Page MenuHomePhabricator

3/ Introduce @repository decorator
Needs RevisionPublic

Authored by max on Fri, May 22, 11:08 PM.

Details

Summary

Introduces @repository as shorthand for constructing RepositoryDefinitions directly.

Test Plan

Unit

Diff Detail

Repository
R1 dagster
Branch
reexecution-buton
Lint
Lint OK
Unit
No Unit Test Coverage

Event Timeline

max created this revision.Fri, May 22, 11:08 PM
max requested review of this revision.Fri, May 22, 11:20 PM
alangenfeld added inline comments.Sun, May 24, 4:29 PM
python_modules/dagster/dagster/core/definitions/decorators.py
852

ima file a starter task to break this big file up in to directory

871–917

I think this is an interesting decision - in my head the way this would work is we would take list of heterogenous types: PipelineDefinition, ScheduleDefinition, PartitionSetDefinition, and tuple[str, Callable[[], PipelineDefinition]]

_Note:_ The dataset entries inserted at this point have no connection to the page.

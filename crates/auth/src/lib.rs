//! `navgate-auth` — identity context and policy evaluation.
//!
//! This crate is intentionally decoupled from routing and storage: it only
//! answers "may this identity do that" over data already in memory.

pub mod evaluate;
pub mod grade;
pub mod identity;
pub mod permissions;
pub mod roles;

pub use evaluate::{
    ActionDenial, ActionExplanation, ActionRequirement, GradeShortfall, can_perform_action,
    explain_action, has, has_all, has_any,
};
pub use grade::{Grade, UnknownGrade};
pub use identity::{IdentityBuilder, IdentityContext};
pub use permissions::{PermissionCatalog, PermissionKey};
pub use roles::Role;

but i could see merits to being less dynamic / magical. Curious to hear yalls thoughts

schrockn requested changes to this revision.Tue, May 26, 1:53 AM

So building on my inline comment. I would suggest two versions of this API.

One the "starter" version, where the repository returns an array of definitions.

Then an "advanced" version that returns a more structured object that is designed for lazy evaluation at definition granularity. Alternatively this could be a wholly separate top-level decorator. However this would return an object like a DefinitionFactory which has an interface with get_pipeline(), get_schedule(), and so forth, providing maximal flexibility for people who want to do stuff like build definitions on demand that are generated from DSLs (e.g. like yaml-driven pipeline definitions).

python_modules/dagster/dagster/core/definitions/decorators.py
896

I think it's a bit strange for the repository decorator to take partition_set_defs and schedule_defs as arguments, but return pipeline defs. This will almost certainly expand to include standalone solid definitions in the future and the who knows?

IMO, one of the goals of this new API should be potentially 100% deferred evaluation. Imagine a huge monorepo with dozens or hundreds of repos.

I would recommend having the easy version of this API return an array of defs. I think we should have the optionality of making the evaluation of that function lazy, and maybe even do that now.

This revision now requires changes to proceed.Tue, May 26, 1:53 AM
max added a comment.Tue, May 26, 7:12 PM

i'm not sure i understand what you have in mind here - are you looking for lazy evaluation of objects other than pipeline definitions?